Hospital público se espera e mais
contrações, Marjorie me massageando. Chamam meu número. Sem me olhar o doutor disse que teria de ser
removida, pois não havia vagas. Então veio o exame de toque, dilatação total 10 cm. Fiz cumprimentos mentalmente.
Só que o tom da conversa mudou. Chamou enfermeira: “Prepare o centro cirúrgico
já.” Eu chorava de medo, medo de ser cortada e de minha recuperação, de não
poder cuidar de minha filha de tanta dor, mas em momento algum senti que ela
corria perigo.
No centro cirúrgico eram duas
médicas, só fiquei sabendo na saída da maternidade. Elas nem se apresentaram. Tocou
um celular e eu falei: Aqui não é lugar de celular. A enfermeira veio me
acalmar. “Ouço alguém dizer: “Vou fazer
um exame de toque” E eu: “Não precisa, a dilatação é total, ela esta pélvica
(pois eu não tinha entendido que ela estava transversa) e vai ser cesárea.” A enfermeira
percebeu meu estado alterado e segurou na minha mão, olhou nos meus olhos e
disse que iria cuidar de mim e que estava tudo bem. Durante a cirurgia eu
conversava com a Julia e orava em tom baixo. Veio a enfermeira no meu ouvido e
disse: “A Dra pediu para parar, porque esta atrapalhando ela. ”Mas não quis
obedecer. Não parei porque sabia que ali era momento meu e de Julia e que poderíamos
contagiar a sala. Queria essa conexão, esse contato e esse clima para seu
nascimento, que foi 9:44 da manhã, sem choro. Esta foi sua primeira lição para
mim e me acalmei. A enfermeira veio cochichando dizer que ela tinha nascido
fazendo cocô e xixi em cima de todo mundo.Rimos cúmplices. Presenciei as
intervenções: colírio, aspiração e vitamina K injetável. Então Julia chorou.Ficava
conversando com ela e dizendo: "Eu estou aqui, sou Ana ,sua mãe e tudo
está bem, seja bem vinda, eu te amo".As enfermeiras foram verdadeiros
anjos, pois me olharam nos olhos e puderam cuidar dos meus medos.

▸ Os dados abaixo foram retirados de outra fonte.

//! Package pattern expansion and loading.
//!
//! Patterns follow the Go tool: `./...`, `./internal/services/network/...`,
//! `./internal/services/network`, or full import paths below the main
//! module. Root packages are loaded with their test files; their imports
//! are then followed transitively through the module and `vendor/` so that
//! cross-package lookups can see dependency sources.

use std::collections::{BTreeSet, HashSet, VecDeque};
use std::path::{Path, PathBuf};

use tracing::{debug, info};

use crate::error::LoadError;
use crate::file::GoFile;
use crate::module::GoModule;
use crate::package::GoPackage;
use crate::registry::PackageRegistry;

/// Result of a load: the root packages, everything reachable, and the
/// errors found in root packages.
#[derive(Debug, Default)]
pub struct LoadOutcome {
    /// Import paths of the packages matched by the patterns.
    pub roots: Vec<String>,
    /// Roots plus their transitively loaded dependencies.
    pub registry: PackageRegistry,
    /// Errors in root packages. Any entry here makes the load unusable.
    pub errors: Vec<LoadError>,
}

impl LoadOutcome {
    /// Whether any root package failed to load.
    #[must_use]
    pub fn has_errors(&self) -> bool {
        !self.errors.is_empty()
    }
}

/// Loads Go packages from disk.
#[derive(Debug)]
pub struct PackageLoader {
    module: GoModule,
    cwd: PathBuf,
    include_tests: bool,
    follow_imports: bool,
    exclude: Vec<glob::Pattern>,
}

impl PackageLoader {
    /// Creates a loader for `module`, resolving relative patterns against `cwd`.
    #[must_use]
    pub fn new(module: GoModule, cwd: impl Into<PathBuf>) -> Self {
        Self {
            module,
            cwd: cwd.into(),
            include_tests: true,
            follow_imports: true,
            exclude: Vec::new(),
        }
    }

    /// Whether `_test.go` files of root packages are loaded (default: true).
    #[must_use]
    pub fn include_tests(mut self, include: bool) -> Self {
        self.include_tests = include;
        self
    }

    /// Whether imports are followed into the module and `vendor/` (default: true).
    #[must_use]
    pub fn follow_imports(mut self, follow: bool) -> Self {
        self.follow_imports = follow;
        self
    }

    /// Adds glob patterns for files that should never be loaded.
    ///
    /// # Errors
    ///
    /// Returns [`LoadError::Glob`] for an invalid pattern.
    pub fn exclude<I, S>(mut self, patterns: I) -> Result<Self, LoadError>
    where
        I: IntoIterator<Item = S>,
        S: AsRef<str>,
    {
        for pattern in patterns {
            self.exclude.push(glob::Pattern::new(pattern.as_ref())?);
        }
        Ok(self)
    }

    /// Loads every package matched by `patterns`.
    ///
    /// # Errors
    ///
    /// Returns an error when a pattern is outside the module or matches
    /// nothing. Parse errors are reported through [`LoadOutcome::errors`].
    pub fn load(&self, patterns: &[String]) -> Result<LoadOutcome, LoadError> {
        let mut dirs = BTreeSet::new();
        for pattern in patterns {
            let matched = self.expand(pattern)?;
            if matched.is_empty() {
                return Err(LoadError::NoPackages(pattern.clone()));
            }
            dirs.extend(matched);
        }

        let mut outcome = LoadOutcome::default();
        let mut queue = VecDeque::new();

        for dir in dirs {
            let import_path = self
                .module
                .import_path_for_dir(&dir)
                .ok_or_else(|| LoadError::OutsideModule(dir.display().to_string()))?;
            match self.load_dir(&dir, &import_path, self.include_tests) {
                Ok(Some(package)) => {
                    queue.extend(imports_of(&package));
                    outcome.roots.push(import_path);
                    outcome.registry.insert(package);
                }
                Ok(None) => debug!("No Go files in {}", dir.display()),
                Err(errors) => outcome.errors.extend(errors),
            }
        }

        if self.follow_imports {
            self.load_dependencies(&mut outcome.registry, queue);
        }

        info!(
            "Loaded {} root package(s), {} package(s) in total",
            outcome.roots.len(),
            outcome.registry.len()
        );
        Ok(outcome)
    }

    /// Loads the single package in `dir` without following imports.
    ///
    /// # Errors
    ///
    /// Returns the parse errors of the package files.
    pub fn load_package_dir(
        &self,
        dir: &Path,
        import_path: &str,
    ) -> Result<Option<GoPackage>, Vec<LoadError>> {
        self.load_dir(dir, import_path, false)
    }

    fn load_dependencies(&self, registry: &mut PackageRegistry, mut queue: VecDeque<String>) {
        let mut seen: HashSet<String> = HashSet::new();
        while let Some(import_path) = queue.pop_front() {
            if registry.contains(&import_path) || !seen.insert(import_path.clone()) {
                continue;
            }
            let Some(dir) = self.module.dir_for_import(&import_path) else {
                continue;
            };
            match self.load_dir(&dir, &import_path, false) {
                Ok(Some(package)) => {
                    queue.extend(imports_of(&package));
                    registry.insert(package);
                }
                Ok(None) => {}
                Err(errors) => {
                    for error in errors {
                        debug!("Skipping dependency {}: {}", import_path, error);
                    }
                }
            }
        }
    }

    fn load_dir(
        &self,
        dir: &Path,
        import_path: &str,
        include_tests: bool,
    ) -> Result<Option<GoPackage>, Vec<LoadError>> {
        let entries = std::fs::read_dir(dir).map_err(|e| vec![LoadError::io(dir, e)])?;

        let mut paths: Vec<PathBuf> = entries
            .filter_map(Result::ok)
            .map(|e| e.path())
            .filter(|p| p.is_file() && p.extension().is_some_and(|e| e == "go"))
            .filter(|p| {
                include_tests
                    || !p
                        .file_name()
                        .and_then(|n| n.to_str())
                        .is_some_and(|n| n.ends_with("_test.go"))
            })
            .filter(|p| !self.is_excluded(p))
            .collect();
        paths.sort();

        if paths.is_empty() {
            return Ok(None);
        }

        let mut files = Vec::with_capacity(paths.len());
        let mut errors = Vec::new();
        for path in paths {
            debug!("Parsing {}", path.display());
            let source = match std::fs::read_to_string(&path) {
                Ok(s) => s,
                Err(e) => {
                    errors.push(LoadError::io(&path, e));
                    continue;
                }
            };
            let display = path
                .strip_prefix(&self.cwd)
                .map_or_else(|_| path.clone(), Path::to_path_buf);
            match GoFile::parse(&path, display, source) {
                Ok(file) => files.push(file),
                Err(e) => errors.push(e),
            }
        }

        if !errors.is_empty() {
            return Err(errors);
        }

        GoPackage::new(import_path, dir, files)
            .map(Some)
            .map_err(|e| vec![e])
    }

    fn is_excluded(&self, path: &Path) -> bool {
        let text = path.to_string_lossy();
        self.exclude.iter().any(|p| p.matches(&text))
    }

    /// Expands one pattern into package directories.
    fn expand(&self, pattern: &str) -> Result<Vec<PathBuf>, LoadError> {
        let (base, recursive) = match pattern.strip_suffix("...") {
            Some(rest) => (rest.trim_end_matches('/'), true),
            None => (pattern, false),
        };

        let base_dir = self.base_dir(base, pattern)?;
        let Ok(base_dir) = dunce::canonicalize(&base_dir) else {
            return Ok(Vec::new());
        };
        if !base_dir.starts_with(self.module.root()) {
            return Err(LoadError::OutsideModule(pattern.to_owned()));
        }

        if !recursive {
            return Ok(if base_dir.is_dir() {
                vec![base_dir]
            } else {
                Vec::new()
            });
        }

        let mut dirs = BTreeSet::new();
        let walker = ignore::WalkBuilder::new(&base_dir)
            .standard_filters(false)
            .filter_entry(|entry| entry.depth() == 0 || !is_skipped_dir(entry))
            .build();
        for entry in walker {
            let entry = entry.map_err(|e| LoadError::Walk {
                path: base_dir.clone(),
                message: e.to_string(),
            })?;
            let path = entry.path();
            if entry.file_type().is_some_and(|t| t.is_file())
                && path.extension().is_some_and(|e| e == "go")
            {
                if let Some(parent) = path.parent() {
                    dirs.insert(parent.to_path_buf());
                }
            }
        }
        Ok(dirs.into_iter().collect())
    }

    fn base_dir(&self, base: &str, pattern: &str) -> Result<PathBuf, LoadError> {
        if base.is_empty() || base == "." {
            return Ok(self.cwd.clone());
        }
        let as_path = Path::new(base);
        if base.starts_with('.') || as_path.is_absolute() {
            return Ok(self.cwd.join(as_path));
        }
        let module_path = self.module.path();
        if base == module_path {
            return Ok(self.module.root().to_path_buf());
        }
        match base
            .strip_prefix(module_path)
            .and_then(|r| r.strip_prefix('/'))
        {
            Some(rel) => Ok(self.module.root().join(rel)),
            None => Err(LoadError::OutsideModule(pattern.to_owned())),
        }
    }
}

fn is_skipped_dir(entry: &ignore::DirEntry) -> bool {
    if !entry.file_type().is_some_and(|t| t.is_dir()) {
        return false;
    }
    let name = entry.file_name().to_string_lossy();
    name == "vendor" || name == "testdata" || name.starts_with('.') || name.starts_with('_')
}

fn imports_of(package: &GoPackage) -> Vec<String> {
    let mut out: Vec<String> = package
        .files()
        .iter()
        .flat_map(|f| f.imports().iter().map(|i| i.path.clone()))
        .collect();
    out.sort();
    out.dedup();
    out
}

Trouxeram Julia para o meu lado enquanto
ainda me costuravam, ela não chorava o que me acalmou muito. Julia me cuidou e
naquele momento nasceu a mãe em mim!
Depois fomos para sala de
recuperação e ficamos juntas. Deixaram meu amado companheiro Lui entrar. Eu
estava sedada, doída, mas nada disso importava porque tinha Julia nos meus
braços mamando.
Chorei quando já estava em casa só
depois de dois dias e pensei que era menos mulher por não ter podido parir. Mas
hoje sei que não tenho esse controle. É preciso como diz Ana Cris: “Ter
flexibilidade na alma para suportar como a vida nos apresenta as situações: que
não era a que desejávamos ou esperávamos, mas a que precisamos ter para
crescer, aprender e amadurecer na vida.”
Pra mim o único caso que
admitiria uma cesárea é se ela fosse necessária.

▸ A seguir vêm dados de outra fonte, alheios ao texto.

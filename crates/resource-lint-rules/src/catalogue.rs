//! The analyzer catalogue handed to the graph.

use resource_lint_core::AnalyzerBox;
use resource_lint_schema::extraction_analyzers;

use crate::{
    AtLeastOneOf, EnumConversion, ExpandFlattenPlacement, FieldOrder, FixedErrorString,
    LicenseHeader, MaxItemsOne, OptionalComputed, PercentNaming, PointerFrom, StringValidation,
    UpdateCoverage,
};

/// Returns every check, without the extraction analyzers they require.
#[must_use]
pub fn all_checks() -> Vec<AnalyzerBox> {
    vec![
        Box::new(StringValidation::new()),
        Box::new(OptionalComputed::new()),
        Box::new(EnumConversion::new()),
        Box::new(PointerFrom::new()),
        Box::new(LicenseHeader::new()),
        Box::new(MaxItemsOne::new()),
        Box::new(AtLeastOneOf::new()),
        Box::new(PercentNaming::new()),
        Box::new(FixedErrorString::new()),
        Box::new(FieldOrder::new()),
        Box::new(UpdateCoverage::new()),
        Box::new(ExpandFlattenPlacement::new()),
    ]
}

/// Returns the full catalogue: extraction analyzers first, then the checks.
#[must_use]
pub fn all_analyzers() -> Vec<AnalyzerBox> {
    let mut analyzers = extraction_analyzers();
    analyzers.extend(all_checks());
    analyzers
}

#[cfg(test)]
mod tests {
    use super::*;
    use resource_lint_core::AnalyzerGraph;

    #[test]
    fn test_catalogue_builds_and_lists_checks() {
        let checks: Vec<&str> = all_checks().iter().map(|a| a.name()).collect();
        assert_eq!(checks.len(), 12);
        assert!(all_checks().iter().all(|a| a.reports()));

        let graph = AnalyzerGraph::build(all_analyzers(), &[]).expect("graph");
        for name in &checks {
            assert!(graph.is_selected(name));
        }
        assert!(!graph.is_selected("schema-local"));
    }

    #[test]
    fn test_selecting_one_check_pulls_in_requirements() {
        let graph = AnalyzerGraph::build(all_analyzers(), &["AZNR002"]).expect("graph");
        let order: Vec<&str> = graph.analyzers().map(|a| a.name()).collect();
        assert_eq!(order, vec!["schema-common", "typed-resource", "AZNR002"]);
    }
}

E percebi que nem assim foi fácil
de engolir. Antes, era como se todas as cesáreas fossem desnecessárias. E justo
a minha não foi... Precisei fazer as pazes e agradecer pela cesárea existir.
Fazer parte das maternas é apoiar a cesárea necessária, bem indicada,
consciente que este foi o melhor jeito de Julia chegar ao mundo.